Monday, 13 February 2012

Se faire plaisir

On this day in the past I've followed Fergus Henderson's suggestion and had devilled kidneys for breakfast - a spectacular treat for me, especially here in France, where lamb's kidneys are not cheap. Dredged in flour, flash fried, supercharged with mustard, cayenne and Lee & Perrin's, a splash of chicken stock to give a little sauce. Blob of butter and a bit of a bubble, and onto hot toast! Yum diddley-yum yum! It's actually a fantastic way to discover the not-straightforward joys of kidneys - I didn't like them either...

This year I'll be breakfasting alone, so I've decided to push the boat out: in my shopping bag I have two whole pig's brains. You can actually buy this stuff in France. It'd be rude not to.

I've only cooked brains two or three times before, and eaten them maybe twice more. They're a bit strange. The first time I encountered them I was defeated. On a youthful holiday in Brittany I ordered the lamb – “No, it’s ‘ead” said the man, aware that I’d not understood cervelle d’agneau. Gulp. “No, no. It’s quite alright. I’ll give it a go...” The sauce was delicious. The brain was, well, a bit strange. And it looked a lot like a brain. I managed half of it.

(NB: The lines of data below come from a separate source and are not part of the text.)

//! Notification rule types and trigger conditions.
//!
//! A rule's `trigger_condition` is stored as a small JSON object whose single
//! key selects the trigger shape. [`TriggerCondition::parse`] turns it into a
//! tagged enum after checking that the shape is legal for the rule's
//! [`NotificationType`]; the evaluator then dispatches on the enum.
//!
//! | Type               | JSON                              | Discriminator             |
//! |--------------------|-----------------------------------|---------------------------|
//! | cycle_phase        | `{"days_before_period": N}`       | `days_before_period:N`    |
//! | cycle_phase        | `{"on_ovulation": true}`          | `on_ovulation`            |
//! | cycle_phase        | `{"in_fertile_window": true}`     | `in_fertile_window`       |
//! | cycle_phase        | `{"rhythm_abstinence": true}`     | `rhythm_abstinence`       |
//! | cycle_phase        | `{"period_confirmation": true}`   | `period_confirmation`     |
//! | symptom_alert      | `{"symptom_codes": [..]}`         | `symptom_codes`           |
//! | prenatal_weekly    | `{"weekday": 0..6}`               | `weekday`                 |
//! | prenatal_milestone | `{"gestation_week": W}`           | `gestation_week:W`        |
//! | system             | `{"contraceptive_reminder": true}`| `contraceptive_reminder`  |
//! | system             | `{"checkup_reminder_days": N}`    | `checkup_reminder_days`   |
//! | custom             | `{"handler": "name", ..}`         | `custom:name`             |

use chrono::Weekday;
use serde::{Deserialize, Serialize};
use serde_json::{json, Value};

use crate::cycle::MAX_GESTATION_WEEK;
use crate::error::CoreError;

// ---------------------------------------------------------------------------
// Constants
// ---------------------------------------------------------------------------

/// Upper bound for `days_before_period` (longest supported cycle).
pub const MAX_DAYS_BEFORE_PERIOD: u32 = 45;

/// Upper bound for `checkup_reminder_days` (ten years).
pub const MAX_CHECKUP_REMINDER_DAYS: u32 = 3_650;

/// Maximum number of symptom codes on a single symptom-alert rule.
pub const MAX_SYMPTOM_CODES: usize = 50;

/// Weekday index used by `prenatal_weekly` triggers: 0 = Monday.
const WEEKDAYS: [Weekday; 7] = [
    Weekday::Mon,
    Weekday::Tue,
    Weekday::Wed,
    Weekday::Thu,
    Weekday::Fri,
    Weekday::Sat,
    Weekday::Sun,
];

// ---------------------------------------------------------------------------
// NotificationType
// ---------------------------------------------------------------------------

/// The closed set of rule categories.
#[derive(Debug, Clone, Copy, PartialEq, Eq, Hash, Serialize, Deserialize)]
#[serde(rename_all = "snake_case")]
pub enum NotificationType {
    CyclePhase,
    SymptomAlert,
    PrenatalWeekly,
    PrenatalMilestone,
    System,
    Custom,
}

impl NotificationType {
    pub const ALL: [NotificationType; 6] = [
        Self::CyclePhase,
        Self::SymptomAlert,
        Self::PrenatalWeekly,
        Self::PrenatalMilestone,
        Self::System,
        Self::Custom,
    ];

    /// The database representation stored in `notification_rules.notification_type`.
    pub fn as_str(self) -> &'static str {
        match self {
            Self::CyclePhase => "cycle_phase",
            Self::SymptomAlert => "symptom_alert",
            Self::PrenatalWeekly => "prenatal_weekly",
            Self::PrenatalMilestone => "prenatal_milestone",
            Self::System => "system",
            Self::Custom => "custom",
        }
    }

    pub fn parse(value: &str) -> Result<Self, CoreError> {
        Self::ALL
            .into_iter()
            .find(|t| t.as_str() == value)
            .ok_or_else(|| CoreError::Validation(format!("Unknown notification type '{value}'")))
    }

    /// Enqueue priority when several rules fire for the same subscriber on
    /// the same day. Lower values are inserted first; ties break on rule id.
    pub fn priority(self) -> i16 {
        match self {
            Self::System => 0,
            Self::PrenatalMilestone => 1,
            Self::PrenatalWeekly => 2,
            Self::CyclePhase => 3,
            Self::SymptomAlert => 4,
            Self::Custom => 5,
        }
    }
}

impl std::fmt::Display for NotificationType {
    fn fmt(&self, f: &mut std::fmt::Formatter<'_>) -> std::fmt::Result {
        f.write_str(self.as_str())
    }
}

// ---------------------------------------------------------------------------
// TriggerCondition
// ---------------------------------------------------------------------------

/// A parsed rule trigger.
#[derive(Debug, Clone, PartialEq)]
pub enum TriggerCondition {
    /// Fire `N` days before the predicted next period start.
    DaysBeforePeriod(u32),
    /// Fire on the predicted ovulation day.
    OnOvulation,
    /// Fire on each day of the fertile window.
    InFertileWindow,
    /// Fire on each day of the widened rhythm-method abstinence window.
    RhythmAbstinence,
    /// Fire once when the predicted period is more than three days late.
    PeriodConfirmation,
    /// Fire when one of these symptoms was logged in the last 24 hours.
    SymptomCodes(Vec<String>),
    /// Fire weekly on this weekday while the subscriber is pregnant.
    Weekday(Weekday),
    /// Fire once when the subscriber enters this gestation week.
    GestationWeek(u32),
    /// Daily contraceptive pill reminder, evaluated by the fine pass only.
    ContraceptiveReminder,
    /// Gynecological check-up reminder `days` after the last check-up.
    CheckupReminder { days: u32 },
    /// Opaque trigger evaluated by a registered handler.
    Custom { handler: String, params: Value },
}

impl TriggerCondition {
    /// Parse and validate a stored trigger for a rule of type `kind`.
    pub fn parse(kind: NotificationType, value: &Value) -> Result<Self, CoreError> {
        let obj = value
            .as_object()
            .ok_or_else(|| malformed("trigger condition must be a JSON object"))?;

        if kind == NotificationType::Custom {
            let handler = obj
                .get("handler")
                .and_then(Value::as_str)
                .filter(|h| !h.trim().is_empty())
                .ok_or_else(|| malformed("custom trigger requires a non-empty 'handler'"))?;
            return Ok(Self::Custom {
                handler: handler.to_string(),
                params: value.clone(),
            });
        }

        let mut entries = obj.iter();
        let (key, val) = match (entries.next(), entries.next()) {
            (Some(entry), None) => entry,
            _ => return Err(malformed("trigger condition must have exactly one key")),
        };

        let condition = match key.as_str() {
            "days_before_period" => {
                Self::DaysBeforePeriod(bounded(key, val, 0, MAX_DAYS_BEFORE_PERIOD)?)
            }
            "on_ovulation" => {
                expect_true(key, val)?;
                Self::OnOvulation
            }
            "in_fertile_window" => {
                expect_true(key, val)?;
                Self::InFertileWindow
            }
            "rhythm_abstinence" => {
                expect_true(key, val)?;
                Self::RhythmAbstinence
            }
            "period_confirmation" => {
                expect_true(key, val)?;
                Self::PeriodConfirmation
            }
            "symptom_codes" => Self::SymptomCodes(symptom_codes(val)?),
            "weekday" => {
                let index = bounded(key, val, 0, 6)?;
                Self::Weekday(WEEKDAYS[index as usize])
            }
            "gestation_week" => Self::GestationWeek(bounded(key, val, 1, MAX_GESTATION_WEEK)?),
            "contraceptive_reminder" => {
                expect_true(key, val)?;
                Self::ContraceptiveReminder
            }
            "checkup_reminder_days" => Self::CheckupReminder {
                days: bounded(key, val, 1, MAX_CHECKUP_REMINDER_DAYS)?,
            },
            other => return Err(malformed(format!("unknown trigger key '{other}'"))),
        };

        if condition.notification_type() != kind {
            return Err(malformed(format!(
                "trigger '{key}' is not valid for {kind} rules"
            )));
        }

        Ok(condition)
    }

    /// The only rule type this trigger shape is legal for.
    pub fn notification_type(&self) -> NotificationType {
        match self {
            Self::DaysBeforePeriod(_)
            | Self::OnOvulation
            | Self::InFertileWindow
            | Self::RhythmAbstinence
            | Self::PeriodConfirmation => NotificationType::CyclePhase,
            Self::SymptomCodes(_) => NotificationType::SymptomAlert,
            Self::Weekday(_) => NotificationType::PrenatalWeekly,
            Self::GestationWeek(_) => NotificationType::PrenatalMilestone,
            Self::ContraceptiveReminder | Self::CheckupReminder { .. } => NotificationType::System,
            Self::Custom { .. } => NotificationType::Custom,
        }
    }

    /// Key that makes a rule unique within `(tenant, notification_type)`.
    pub fn discriminator(&self) -> String {
        match self {
            Self::DaysBeforePeriod(n) => format!("days_before_period:{n}"),
            Self::OnOvulation => "on_ovulation".to_string(),
            Self::InFertileWindow => "in_fertile_window".to_string(),
            Self::RhythmAbstinence => "rhythm_abstinence".to_string(),
            Self::PeriodConfirmation => "period_confirmation".to_string(),
            Self::SymptomCodes(_) => "symptom_codes".to_string(),
            Self::Weekday(_) => "weekday".to_string(),
            Self::GestationWeek(w) => format!("gestation_week:{w}"),
            Self::ContraceptiveReminder => "contraceptive_reminder".to_string(),
            Self::CheckupReminder { .. } => "checkup_reminder_days".to_string(),
            Self::Custom { handler, .. } => format!("custom:{handler}"),
        }
    }

    /// Serialize back to the stored JSON form.
    pub fn to_json(&self) -> Value {
        match self {
            Self::DaysBeforePeriod(n) => json!({ "days_before_period": n }),
            Self::OnOvulation => json!({ "on_ovulation": true }),
            Self::InFertileWindow => json!({ "in_fertile_window": true }),
            Self::RhythmAbstinence => json!({ "rhythm_abstinence": true }),
            Self::PeriodConfirmation => json!({ "period_confirmation": true }),
            Self::SymptomCodes(codes) => json!({ "symptom_codes": codes }),
            Self::Weekday(day) => json!({ "weekday": day.num_days_from_monday() }),
            Self::GestationWeek(w) => json!({ "gestation_week": w }),
            Self::ContraceptiveReminder => json!({ "contraceptive_reminder": true }),
            Self::CheckupReminder { days } => json!({ "checkup_reminder_days": days }),
            Self::Custom { params, .. } => params.clone(),
        }
    }

    /// Whether the trigger belongs to the 5-minute fine pass rather than the
    /// daily pass.
    pub fn is_fine_pass(&self) -> bool {
        matches!(self, Self::ContraceptiveReminder)
    }
}

// ---------------------------------------------------------------------------
// Helpers
// ---------------------------------------------------------------------------

fn malformed(msg: impl Into<String>) -> CoreError {
    CoreError::Validation(format!("Malformed trigger condition: {}", msg.into()))
}

fn expect_true(key: &str, val: &Value) -> Result<(), CoreError> {
    match val.as_bool() {
        Some(true) => Ok(()),
        _ => Err(malformed(format!("'{key}' must be true"))),
    }
}

fn bounded(key: &str, val: &Value, min: u32, max: u32) -> Result<u32, CoreError> {
    let n = val
        .as_u64()
        .ok_or_else(|| malformed(format!("'{key}' must be a non-negative integer")))?;
    if n < u64::from(min) || n > u64::from(max) {
        return Err(malformed(format!(
            "'{key}' must be between {min} and {max} (got {n})"
        )));
    }
    Ok(n as u32)
}

fn symptom_codes(val: &Value) -> Result<Vec<String>, CoreError> {
    let items = val
        .as_array()
        .ok_or_else(|| malformed("'symptom_codes' must be an array of strings"))?;
    if items.is_empty() || items.len() > MAX_SYMPTOM_CODES {
        return Err(malformed(format!(
            "'symptom_codes' must contain between 1 and {MAX_SYMPTOM_CODES} codes"
        )));
    }
    items
        .iter()
        .map(|item| {
            item.as_str()
                .filter(|code| !code.trim().is_empty())
                .map(str::to_string)
                .ok_or_else(|| malformed("'symptom_codes' entries must be non-empty strings"))
        })
        .collect()
}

I’ve grown up a bit since then – not in the sense where I’d no longer eat something potentially unpleasant out of sheer embarrassment. I’m stuck with that. But fewer things are potentially unpleasant. Well, fewer nice things...

I’ve painstakingly split rabbit heads in order to try the stuff back home. You don’t get much*, but it’s pretty good. I’ve merrily cracked open a guinea fowl’s skull at the end of a Christmas feast, and scooped out the surprisingly copious and tasty contents. This is a particularly fond memory. If you have the choice, leave the head on and roast strapped under the wing – it’s worth it!

Today I have some good bread, some bitter winter leaves, lardons and an apple. The brain needs gently rinsing under a trickling cold tap to remove the membrane and any blood clots, then poaching in a vinegary court bouillon for five or six minutes.  It’s removed, left to cool, then coated lightly in seasoned flour before being sizzled in butter until golden and slightly crunchy on the outside. I’ll have a glass or two of something delightful**, as recommended by the nice caviste man, and happy birthday me!

*Rabbits not being the thinkers sheep are.
** Touraine 2009 Le Rocher Des Violets Cabernet Franc.